Data entries:
=== Section Start ===

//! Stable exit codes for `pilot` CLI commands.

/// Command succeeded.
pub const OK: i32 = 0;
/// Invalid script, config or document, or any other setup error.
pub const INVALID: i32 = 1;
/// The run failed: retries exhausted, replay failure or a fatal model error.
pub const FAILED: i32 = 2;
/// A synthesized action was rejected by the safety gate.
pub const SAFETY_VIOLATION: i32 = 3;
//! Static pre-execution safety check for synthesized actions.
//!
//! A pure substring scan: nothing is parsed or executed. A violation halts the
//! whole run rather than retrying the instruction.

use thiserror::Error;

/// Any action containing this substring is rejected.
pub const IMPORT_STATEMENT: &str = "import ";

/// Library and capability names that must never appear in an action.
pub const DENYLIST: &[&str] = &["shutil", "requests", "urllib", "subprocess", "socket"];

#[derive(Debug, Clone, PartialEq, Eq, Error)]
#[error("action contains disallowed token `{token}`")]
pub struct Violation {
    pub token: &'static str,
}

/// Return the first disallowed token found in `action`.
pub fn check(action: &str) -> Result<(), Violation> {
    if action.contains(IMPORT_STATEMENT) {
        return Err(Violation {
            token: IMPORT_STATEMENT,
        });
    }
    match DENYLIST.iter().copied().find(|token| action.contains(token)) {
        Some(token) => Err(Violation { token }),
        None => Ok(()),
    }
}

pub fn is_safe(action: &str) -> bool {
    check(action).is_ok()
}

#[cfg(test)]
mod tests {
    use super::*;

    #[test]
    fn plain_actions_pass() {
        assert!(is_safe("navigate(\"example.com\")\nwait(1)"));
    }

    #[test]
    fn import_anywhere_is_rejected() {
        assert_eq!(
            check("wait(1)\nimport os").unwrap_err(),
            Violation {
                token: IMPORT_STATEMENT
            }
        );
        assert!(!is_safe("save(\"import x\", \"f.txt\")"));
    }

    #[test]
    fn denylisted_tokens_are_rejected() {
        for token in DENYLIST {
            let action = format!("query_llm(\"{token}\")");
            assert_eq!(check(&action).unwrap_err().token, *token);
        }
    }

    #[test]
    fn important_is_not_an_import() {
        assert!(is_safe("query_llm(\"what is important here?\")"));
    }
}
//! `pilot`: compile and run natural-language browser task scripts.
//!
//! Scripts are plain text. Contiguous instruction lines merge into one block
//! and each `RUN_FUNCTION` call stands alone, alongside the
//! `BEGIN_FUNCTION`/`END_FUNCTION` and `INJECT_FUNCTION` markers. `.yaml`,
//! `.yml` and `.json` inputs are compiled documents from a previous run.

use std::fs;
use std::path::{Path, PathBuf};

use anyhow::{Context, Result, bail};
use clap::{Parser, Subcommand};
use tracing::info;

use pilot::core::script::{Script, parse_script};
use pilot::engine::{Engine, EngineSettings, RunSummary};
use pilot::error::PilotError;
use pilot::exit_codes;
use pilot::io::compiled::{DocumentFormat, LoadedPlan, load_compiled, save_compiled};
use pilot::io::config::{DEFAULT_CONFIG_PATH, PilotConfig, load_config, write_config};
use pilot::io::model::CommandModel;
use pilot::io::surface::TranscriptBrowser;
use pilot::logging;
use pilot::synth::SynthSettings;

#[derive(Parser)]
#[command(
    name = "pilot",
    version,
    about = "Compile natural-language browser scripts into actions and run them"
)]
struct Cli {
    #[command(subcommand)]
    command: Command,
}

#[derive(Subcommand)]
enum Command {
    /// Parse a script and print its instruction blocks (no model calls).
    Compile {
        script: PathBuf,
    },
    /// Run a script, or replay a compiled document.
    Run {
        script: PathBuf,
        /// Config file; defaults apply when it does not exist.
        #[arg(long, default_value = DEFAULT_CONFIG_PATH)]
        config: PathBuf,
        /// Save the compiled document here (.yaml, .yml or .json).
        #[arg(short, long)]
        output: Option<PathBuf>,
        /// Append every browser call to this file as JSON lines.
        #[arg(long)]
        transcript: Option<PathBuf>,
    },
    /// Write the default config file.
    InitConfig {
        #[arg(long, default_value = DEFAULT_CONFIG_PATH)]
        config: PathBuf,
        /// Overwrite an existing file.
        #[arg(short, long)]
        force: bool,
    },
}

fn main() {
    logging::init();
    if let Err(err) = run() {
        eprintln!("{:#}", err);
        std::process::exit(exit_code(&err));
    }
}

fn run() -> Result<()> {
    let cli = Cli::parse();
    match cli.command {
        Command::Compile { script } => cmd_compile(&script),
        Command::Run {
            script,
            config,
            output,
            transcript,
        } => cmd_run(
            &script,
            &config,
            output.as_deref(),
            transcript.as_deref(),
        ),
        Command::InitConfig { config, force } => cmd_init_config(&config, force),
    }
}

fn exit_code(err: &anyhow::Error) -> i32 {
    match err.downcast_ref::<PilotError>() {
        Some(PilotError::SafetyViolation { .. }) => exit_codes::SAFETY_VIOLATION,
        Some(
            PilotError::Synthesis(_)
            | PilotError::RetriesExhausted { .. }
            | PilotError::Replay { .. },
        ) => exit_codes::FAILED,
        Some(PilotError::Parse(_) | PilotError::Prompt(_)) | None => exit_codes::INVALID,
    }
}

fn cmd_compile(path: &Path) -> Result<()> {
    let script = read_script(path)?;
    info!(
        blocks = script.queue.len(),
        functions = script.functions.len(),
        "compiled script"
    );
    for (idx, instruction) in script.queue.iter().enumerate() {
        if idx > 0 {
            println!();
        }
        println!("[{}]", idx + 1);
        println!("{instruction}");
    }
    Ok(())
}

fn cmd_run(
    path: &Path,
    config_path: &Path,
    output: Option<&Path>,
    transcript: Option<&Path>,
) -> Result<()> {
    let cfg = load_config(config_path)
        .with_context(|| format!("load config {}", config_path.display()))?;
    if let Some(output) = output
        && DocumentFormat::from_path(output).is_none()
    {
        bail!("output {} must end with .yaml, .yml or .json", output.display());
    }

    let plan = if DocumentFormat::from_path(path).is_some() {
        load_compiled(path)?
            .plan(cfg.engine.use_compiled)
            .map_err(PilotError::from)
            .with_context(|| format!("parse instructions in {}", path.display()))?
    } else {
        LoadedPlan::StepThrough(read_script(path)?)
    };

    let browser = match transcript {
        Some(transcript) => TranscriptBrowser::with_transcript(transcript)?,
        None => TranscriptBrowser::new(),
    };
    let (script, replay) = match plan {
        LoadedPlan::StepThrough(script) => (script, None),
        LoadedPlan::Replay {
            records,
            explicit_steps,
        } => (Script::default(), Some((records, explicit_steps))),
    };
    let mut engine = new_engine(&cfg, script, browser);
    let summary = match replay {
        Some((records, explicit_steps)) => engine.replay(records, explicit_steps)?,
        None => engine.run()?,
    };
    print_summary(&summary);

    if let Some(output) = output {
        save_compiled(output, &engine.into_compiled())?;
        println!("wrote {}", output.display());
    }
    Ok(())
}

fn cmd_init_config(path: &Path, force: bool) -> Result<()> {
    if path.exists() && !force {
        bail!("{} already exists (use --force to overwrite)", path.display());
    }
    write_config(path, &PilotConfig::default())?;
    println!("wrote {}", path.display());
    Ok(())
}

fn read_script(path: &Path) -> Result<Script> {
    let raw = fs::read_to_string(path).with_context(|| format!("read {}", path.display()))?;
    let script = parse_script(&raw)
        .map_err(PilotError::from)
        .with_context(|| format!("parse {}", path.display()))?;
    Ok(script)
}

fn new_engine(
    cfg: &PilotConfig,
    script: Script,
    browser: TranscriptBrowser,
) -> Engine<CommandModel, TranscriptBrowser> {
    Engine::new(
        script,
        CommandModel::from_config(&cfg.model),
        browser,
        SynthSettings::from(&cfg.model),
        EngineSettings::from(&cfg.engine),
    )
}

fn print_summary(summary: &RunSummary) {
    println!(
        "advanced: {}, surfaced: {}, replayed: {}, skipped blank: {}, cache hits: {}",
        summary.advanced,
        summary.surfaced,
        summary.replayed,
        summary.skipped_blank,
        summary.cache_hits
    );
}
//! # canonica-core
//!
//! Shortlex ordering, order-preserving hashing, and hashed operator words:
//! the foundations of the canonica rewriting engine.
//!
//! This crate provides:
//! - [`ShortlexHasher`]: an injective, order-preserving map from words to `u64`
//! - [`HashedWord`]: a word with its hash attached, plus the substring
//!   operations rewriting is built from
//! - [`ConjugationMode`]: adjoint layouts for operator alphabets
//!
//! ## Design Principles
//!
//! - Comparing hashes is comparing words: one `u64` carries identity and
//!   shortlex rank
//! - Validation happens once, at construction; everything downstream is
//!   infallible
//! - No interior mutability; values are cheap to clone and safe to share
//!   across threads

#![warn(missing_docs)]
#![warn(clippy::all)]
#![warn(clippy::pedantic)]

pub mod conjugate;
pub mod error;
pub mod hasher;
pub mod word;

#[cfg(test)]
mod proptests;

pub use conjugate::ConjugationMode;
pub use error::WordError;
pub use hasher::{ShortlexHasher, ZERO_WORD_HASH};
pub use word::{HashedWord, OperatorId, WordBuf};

=== Section End ===
=== Section Start ===

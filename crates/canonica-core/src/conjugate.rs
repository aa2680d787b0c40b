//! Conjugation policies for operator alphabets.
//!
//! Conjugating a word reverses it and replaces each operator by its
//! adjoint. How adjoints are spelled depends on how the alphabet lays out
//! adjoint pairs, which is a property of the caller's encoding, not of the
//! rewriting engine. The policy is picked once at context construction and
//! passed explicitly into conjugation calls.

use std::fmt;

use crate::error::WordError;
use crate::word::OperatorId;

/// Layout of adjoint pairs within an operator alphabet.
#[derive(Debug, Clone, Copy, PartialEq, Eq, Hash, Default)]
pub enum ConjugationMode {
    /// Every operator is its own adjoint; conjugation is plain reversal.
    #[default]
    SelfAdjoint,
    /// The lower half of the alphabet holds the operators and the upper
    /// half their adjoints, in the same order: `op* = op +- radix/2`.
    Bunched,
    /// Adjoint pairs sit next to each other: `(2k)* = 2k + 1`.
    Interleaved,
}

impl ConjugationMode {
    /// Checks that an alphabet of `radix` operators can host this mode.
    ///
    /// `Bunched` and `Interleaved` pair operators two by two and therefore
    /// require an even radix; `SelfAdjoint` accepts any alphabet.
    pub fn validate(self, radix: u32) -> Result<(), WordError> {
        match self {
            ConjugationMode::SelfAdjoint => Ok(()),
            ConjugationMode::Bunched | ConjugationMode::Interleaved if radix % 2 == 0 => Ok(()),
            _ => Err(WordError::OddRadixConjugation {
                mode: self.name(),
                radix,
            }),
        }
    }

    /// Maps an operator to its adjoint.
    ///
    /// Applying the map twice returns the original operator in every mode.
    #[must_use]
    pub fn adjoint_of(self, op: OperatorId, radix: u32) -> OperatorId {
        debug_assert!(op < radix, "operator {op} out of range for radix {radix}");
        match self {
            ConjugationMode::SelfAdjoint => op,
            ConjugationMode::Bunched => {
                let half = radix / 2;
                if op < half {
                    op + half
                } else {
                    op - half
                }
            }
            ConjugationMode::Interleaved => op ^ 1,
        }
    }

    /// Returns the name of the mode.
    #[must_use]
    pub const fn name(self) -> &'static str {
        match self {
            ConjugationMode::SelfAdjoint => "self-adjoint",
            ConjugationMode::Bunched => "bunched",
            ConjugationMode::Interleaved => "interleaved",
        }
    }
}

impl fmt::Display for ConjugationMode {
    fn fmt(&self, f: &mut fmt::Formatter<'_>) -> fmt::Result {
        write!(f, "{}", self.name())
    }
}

=== Section End ===
=== Section Start ===

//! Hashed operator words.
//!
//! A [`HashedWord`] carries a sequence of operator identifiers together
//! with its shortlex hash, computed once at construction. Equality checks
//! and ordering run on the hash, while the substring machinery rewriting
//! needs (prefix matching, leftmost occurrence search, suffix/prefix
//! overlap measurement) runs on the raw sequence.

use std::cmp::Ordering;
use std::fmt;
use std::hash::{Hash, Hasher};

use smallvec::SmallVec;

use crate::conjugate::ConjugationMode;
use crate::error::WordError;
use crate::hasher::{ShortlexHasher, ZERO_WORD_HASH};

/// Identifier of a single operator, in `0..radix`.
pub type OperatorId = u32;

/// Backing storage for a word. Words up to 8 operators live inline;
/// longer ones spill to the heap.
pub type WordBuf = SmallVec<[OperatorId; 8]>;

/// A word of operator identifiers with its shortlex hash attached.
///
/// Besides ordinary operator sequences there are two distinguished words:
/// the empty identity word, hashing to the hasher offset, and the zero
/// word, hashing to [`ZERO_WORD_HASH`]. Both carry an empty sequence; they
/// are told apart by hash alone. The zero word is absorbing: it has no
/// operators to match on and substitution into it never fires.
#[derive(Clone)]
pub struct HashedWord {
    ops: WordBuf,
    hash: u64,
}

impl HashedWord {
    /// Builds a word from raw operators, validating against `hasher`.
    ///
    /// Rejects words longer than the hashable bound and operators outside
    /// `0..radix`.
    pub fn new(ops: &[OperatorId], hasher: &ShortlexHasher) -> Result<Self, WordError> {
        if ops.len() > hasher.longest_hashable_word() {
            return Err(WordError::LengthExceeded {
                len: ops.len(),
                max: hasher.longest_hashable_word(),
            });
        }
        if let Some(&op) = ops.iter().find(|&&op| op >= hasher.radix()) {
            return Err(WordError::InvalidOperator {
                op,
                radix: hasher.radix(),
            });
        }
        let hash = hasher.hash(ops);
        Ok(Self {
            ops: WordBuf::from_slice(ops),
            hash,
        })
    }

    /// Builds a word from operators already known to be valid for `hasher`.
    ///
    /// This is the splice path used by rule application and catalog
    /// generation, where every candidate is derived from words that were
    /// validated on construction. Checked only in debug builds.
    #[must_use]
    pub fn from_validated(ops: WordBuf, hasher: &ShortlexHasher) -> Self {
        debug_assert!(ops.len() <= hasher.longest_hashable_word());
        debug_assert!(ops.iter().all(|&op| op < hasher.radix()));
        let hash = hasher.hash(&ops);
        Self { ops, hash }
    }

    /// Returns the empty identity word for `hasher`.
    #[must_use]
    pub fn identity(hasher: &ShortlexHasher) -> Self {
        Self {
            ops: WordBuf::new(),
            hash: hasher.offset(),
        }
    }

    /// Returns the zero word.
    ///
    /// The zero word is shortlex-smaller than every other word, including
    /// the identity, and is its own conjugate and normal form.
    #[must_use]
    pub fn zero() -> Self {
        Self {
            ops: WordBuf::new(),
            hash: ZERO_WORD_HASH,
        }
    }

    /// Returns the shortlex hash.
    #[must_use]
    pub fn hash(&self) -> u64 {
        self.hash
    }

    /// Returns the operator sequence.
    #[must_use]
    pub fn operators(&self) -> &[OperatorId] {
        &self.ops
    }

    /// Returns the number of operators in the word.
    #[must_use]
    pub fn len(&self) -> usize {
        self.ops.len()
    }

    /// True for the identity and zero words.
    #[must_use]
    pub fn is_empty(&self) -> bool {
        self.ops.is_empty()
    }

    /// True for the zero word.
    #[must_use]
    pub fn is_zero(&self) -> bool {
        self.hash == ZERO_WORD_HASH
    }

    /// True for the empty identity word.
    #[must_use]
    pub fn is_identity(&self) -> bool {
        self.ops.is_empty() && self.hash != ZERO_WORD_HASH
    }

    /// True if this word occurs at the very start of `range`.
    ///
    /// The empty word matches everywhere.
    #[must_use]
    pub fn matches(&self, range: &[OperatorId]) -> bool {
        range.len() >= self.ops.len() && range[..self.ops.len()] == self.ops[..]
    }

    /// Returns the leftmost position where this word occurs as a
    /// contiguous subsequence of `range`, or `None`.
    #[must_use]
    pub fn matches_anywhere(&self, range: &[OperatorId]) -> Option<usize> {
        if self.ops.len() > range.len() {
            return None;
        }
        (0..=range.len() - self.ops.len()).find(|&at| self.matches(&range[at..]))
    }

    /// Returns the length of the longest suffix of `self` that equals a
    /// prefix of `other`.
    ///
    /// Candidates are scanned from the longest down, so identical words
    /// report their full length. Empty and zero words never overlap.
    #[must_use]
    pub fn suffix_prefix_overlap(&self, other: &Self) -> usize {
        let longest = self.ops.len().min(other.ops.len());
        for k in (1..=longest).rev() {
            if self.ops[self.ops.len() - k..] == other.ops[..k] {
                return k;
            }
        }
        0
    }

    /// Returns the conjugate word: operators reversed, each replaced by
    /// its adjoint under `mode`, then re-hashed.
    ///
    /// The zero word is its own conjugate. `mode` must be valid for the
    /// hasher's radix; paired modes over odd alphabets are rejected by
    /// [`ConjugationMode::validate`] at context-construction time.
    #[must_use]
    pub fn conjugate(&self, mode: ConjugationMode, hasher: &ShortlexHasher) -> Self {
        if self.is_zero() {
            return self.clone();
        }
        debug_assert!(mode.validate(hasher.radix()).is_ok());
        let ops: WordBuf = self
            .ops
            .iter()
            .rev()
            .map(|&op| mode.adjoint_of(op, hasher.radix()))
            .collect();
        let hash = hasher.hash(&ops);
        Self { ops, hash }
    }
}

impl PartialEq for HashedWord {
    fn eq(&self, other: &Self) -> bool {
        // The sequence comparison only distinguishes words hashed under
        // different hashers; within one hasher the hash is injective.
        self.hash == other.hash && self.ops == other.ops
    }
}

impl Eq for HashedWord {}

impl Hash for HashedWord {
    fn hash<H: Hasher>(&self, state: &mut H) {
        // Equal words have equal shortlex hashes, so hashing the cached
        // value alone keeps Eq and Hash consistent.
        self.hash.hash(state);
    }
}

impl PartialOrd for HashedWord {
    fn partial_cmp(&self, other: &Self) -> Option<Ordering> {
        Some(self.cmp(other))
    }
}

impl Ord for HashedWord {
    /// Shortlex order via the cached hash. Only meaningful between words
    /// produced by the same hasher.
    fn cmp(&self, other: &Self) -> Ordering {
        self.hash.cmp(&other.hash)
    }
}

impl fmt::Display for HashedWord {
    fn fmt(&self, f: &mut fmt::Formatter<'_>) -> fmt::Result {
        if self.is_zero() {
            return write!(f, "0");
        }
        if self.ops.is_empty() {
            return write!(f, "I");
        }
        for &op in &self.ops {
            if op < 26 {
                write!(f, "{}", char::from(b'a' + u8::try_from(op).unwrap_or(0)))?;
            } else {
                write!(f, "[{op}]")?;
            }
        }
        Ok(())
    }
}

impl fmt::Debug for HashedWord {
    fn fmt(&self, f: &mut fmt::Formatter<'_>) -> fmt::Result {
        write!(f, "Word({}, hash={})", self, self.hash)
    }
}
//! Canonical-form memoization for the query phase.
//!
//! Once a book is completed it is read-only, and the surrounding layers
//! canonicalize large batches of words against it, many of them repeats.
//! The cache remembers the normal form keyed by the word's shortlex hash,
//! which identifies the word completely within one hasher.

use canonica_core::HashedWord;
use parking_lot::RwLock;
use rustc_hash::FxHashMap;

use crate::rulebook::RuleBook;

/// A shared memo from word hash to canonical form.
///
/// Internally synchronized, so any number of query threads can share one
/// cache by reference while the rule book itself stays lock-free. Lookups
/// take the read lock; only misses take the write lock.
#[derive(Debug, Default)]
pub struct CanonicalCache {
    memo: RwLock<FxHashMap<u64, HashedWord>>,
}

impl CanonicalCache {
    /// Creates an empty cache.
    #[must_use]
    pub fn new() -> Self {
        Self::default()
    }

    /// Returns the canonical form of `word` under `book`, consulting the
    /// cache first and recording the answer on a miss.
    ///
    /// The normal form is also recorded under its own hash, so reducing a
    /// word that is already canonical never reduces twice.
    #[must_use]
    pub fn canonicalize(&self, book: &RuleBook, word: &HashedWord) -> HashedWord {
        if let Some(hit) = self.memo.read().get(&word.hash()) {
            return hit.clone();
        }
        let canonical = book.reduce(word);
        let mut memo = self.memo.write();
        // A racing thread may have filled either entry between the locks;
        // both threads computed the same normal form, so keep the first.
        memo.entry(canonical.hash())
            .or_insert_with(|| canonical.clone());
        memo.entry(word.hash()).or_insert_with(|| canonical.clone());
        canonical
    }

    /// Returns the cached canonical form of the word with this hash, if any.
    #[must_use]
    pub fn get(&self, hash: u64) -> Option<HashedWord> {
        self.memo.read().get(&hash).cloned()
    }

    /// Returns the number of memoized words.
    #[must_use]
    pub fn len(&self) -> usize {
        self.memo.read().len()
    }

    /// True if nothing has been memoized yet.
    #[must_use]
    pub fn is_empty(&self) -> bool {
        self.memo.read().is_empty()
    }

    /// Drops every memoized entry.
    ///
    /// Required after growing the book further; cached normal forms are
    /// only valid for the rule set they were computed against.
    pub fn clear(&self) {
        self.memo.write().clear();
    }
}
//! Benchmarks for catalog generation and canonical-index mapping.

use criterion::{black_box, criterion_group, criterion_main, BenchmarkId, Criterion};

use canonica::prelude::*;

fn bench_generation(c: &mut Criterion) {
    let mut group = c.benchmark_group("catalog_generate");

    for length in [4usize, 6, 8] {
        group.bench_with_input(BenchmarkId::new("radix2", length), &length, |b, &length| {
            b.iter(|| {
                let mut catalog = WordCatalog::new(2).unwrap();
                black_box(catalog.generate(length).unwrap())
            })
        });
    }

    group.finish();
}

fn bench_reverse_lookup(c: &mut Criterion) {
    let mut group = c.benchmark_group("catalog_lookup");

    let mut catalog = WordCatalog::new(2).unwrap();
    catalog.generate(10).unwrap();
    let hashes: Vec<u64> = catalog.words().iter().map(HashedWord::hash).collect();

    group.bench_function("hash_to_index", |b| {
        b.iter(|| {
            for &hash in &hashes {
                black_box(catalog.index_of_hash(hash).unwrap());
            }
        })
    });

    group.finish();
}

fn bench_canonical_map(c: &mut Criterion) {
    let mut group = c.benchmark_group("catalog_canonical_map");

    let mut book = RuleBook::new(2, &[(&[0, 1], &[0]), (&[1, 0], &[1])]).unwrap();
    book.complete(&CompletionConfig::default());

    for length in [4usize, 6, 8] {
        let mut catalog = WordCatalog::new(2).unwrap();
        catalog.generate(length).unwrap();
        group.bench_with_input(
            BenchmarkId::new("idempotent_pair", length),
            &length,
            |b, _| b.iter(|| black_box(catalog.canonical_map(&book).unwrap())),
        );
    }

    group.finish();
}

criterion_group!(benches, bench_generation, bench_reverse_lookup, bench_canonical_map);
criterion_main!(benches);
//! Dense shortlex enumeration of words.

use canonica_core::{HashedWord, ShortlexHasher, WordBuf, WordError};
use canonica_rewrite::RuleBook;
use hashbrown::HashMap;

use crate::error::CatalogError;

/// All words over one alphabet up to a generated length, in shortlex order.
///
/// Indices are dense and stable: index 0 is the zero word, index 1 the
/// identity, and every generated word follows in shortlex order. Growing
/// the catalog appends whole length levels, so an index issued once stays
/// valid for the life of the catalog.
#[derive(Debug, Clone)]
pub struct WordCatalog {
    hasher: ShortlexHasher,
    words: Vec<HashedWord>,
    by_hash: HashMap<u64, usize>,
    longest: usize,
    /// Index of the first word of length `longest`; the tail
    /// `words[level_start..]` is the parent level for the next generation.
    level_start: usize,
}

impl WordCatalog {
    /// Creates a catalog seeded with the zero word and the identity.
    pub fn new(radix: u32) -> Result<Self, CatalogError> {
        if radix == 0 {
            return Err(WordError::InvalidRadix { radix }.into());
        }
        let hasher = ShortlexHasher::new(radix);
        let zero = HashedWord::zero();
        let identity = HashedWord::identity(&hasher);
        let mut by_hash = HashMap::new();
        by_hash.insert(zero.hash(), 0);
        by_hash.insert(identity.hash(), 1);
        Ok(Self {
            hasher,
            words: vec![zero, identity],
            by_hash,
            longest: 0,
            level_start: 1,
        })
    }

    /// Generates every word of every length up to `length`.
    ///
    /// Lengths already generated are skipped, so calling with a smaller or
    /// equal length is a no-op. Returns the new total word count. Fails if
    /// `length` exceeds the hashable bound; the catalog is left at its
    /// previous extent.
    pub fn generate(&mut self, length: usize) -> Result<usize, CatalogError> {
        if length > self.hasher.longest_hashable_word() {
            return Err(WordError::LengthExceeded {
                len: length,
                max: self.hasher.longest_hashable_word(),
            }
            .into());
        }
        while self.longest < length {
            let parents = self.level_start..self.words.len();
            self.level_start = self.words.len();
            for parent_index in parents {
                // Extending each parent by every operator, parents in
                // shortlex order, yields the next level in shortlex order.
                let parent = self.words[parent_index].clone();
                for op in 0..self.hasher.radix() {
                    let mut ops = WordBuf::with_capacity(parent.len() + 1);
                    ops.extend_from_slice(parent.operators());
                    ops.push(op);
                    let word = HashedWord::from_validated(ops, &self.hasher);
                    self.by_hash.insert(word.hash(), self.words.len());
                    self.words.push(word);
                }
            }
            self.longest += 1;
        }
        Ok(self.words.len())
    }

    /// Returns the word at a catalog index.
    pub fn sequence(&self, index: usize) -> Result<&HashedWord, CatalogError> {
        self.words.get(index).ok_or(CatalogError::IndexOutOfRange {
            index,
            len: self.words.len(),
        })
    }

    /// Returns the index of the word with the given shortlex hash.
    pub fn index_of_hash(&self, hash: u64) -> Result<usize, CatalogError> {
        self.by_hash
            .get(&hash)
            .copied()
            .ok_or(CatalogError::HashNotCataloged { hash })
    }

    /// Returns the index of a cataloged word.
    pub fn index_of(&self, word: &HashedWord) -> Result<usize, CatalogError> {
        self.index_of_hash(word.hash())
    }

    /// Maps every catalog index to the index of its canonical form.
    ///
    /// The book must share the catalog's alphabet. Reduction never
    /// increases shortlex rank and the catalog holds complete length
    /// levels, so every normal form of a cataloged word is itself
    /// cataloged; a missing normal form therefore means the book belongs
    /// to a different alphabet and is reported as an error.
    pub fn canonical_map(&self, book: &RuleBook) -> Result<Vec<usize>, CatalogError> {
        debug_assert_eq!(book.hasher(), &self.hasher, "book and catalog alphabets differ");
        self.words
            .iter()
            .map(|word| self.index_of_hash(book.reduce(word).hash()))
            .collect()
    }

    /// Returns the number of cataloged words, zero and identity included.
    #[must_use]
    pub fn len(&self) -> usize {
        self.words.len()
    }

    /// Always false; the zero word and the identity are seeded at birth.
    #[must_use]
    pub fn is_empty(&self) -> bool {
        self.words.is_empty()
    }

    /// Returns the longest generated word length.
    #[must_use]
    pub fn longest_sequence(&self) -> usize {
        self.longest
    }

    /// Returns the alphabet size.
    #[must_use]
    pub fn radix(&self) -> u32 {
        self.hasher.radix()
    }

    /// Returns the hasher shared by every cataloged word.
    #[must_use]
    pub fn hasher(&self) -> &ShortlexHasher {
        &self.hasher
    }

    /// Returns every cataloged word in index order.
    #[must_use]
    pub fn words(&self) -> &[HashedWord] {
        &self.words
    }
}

=== Section End ===

*Description of the task:* A complete answer lists each line of the data that holds the word "PartialEq".

*Result for this exercise:*
#[derive(Debug, Clone, PartialEq, Eq, Error)]
#[derive(Debug, Clone, Copy, PartialEq, Eq, Hash, Default)]
impl PartialEq for HashedWord {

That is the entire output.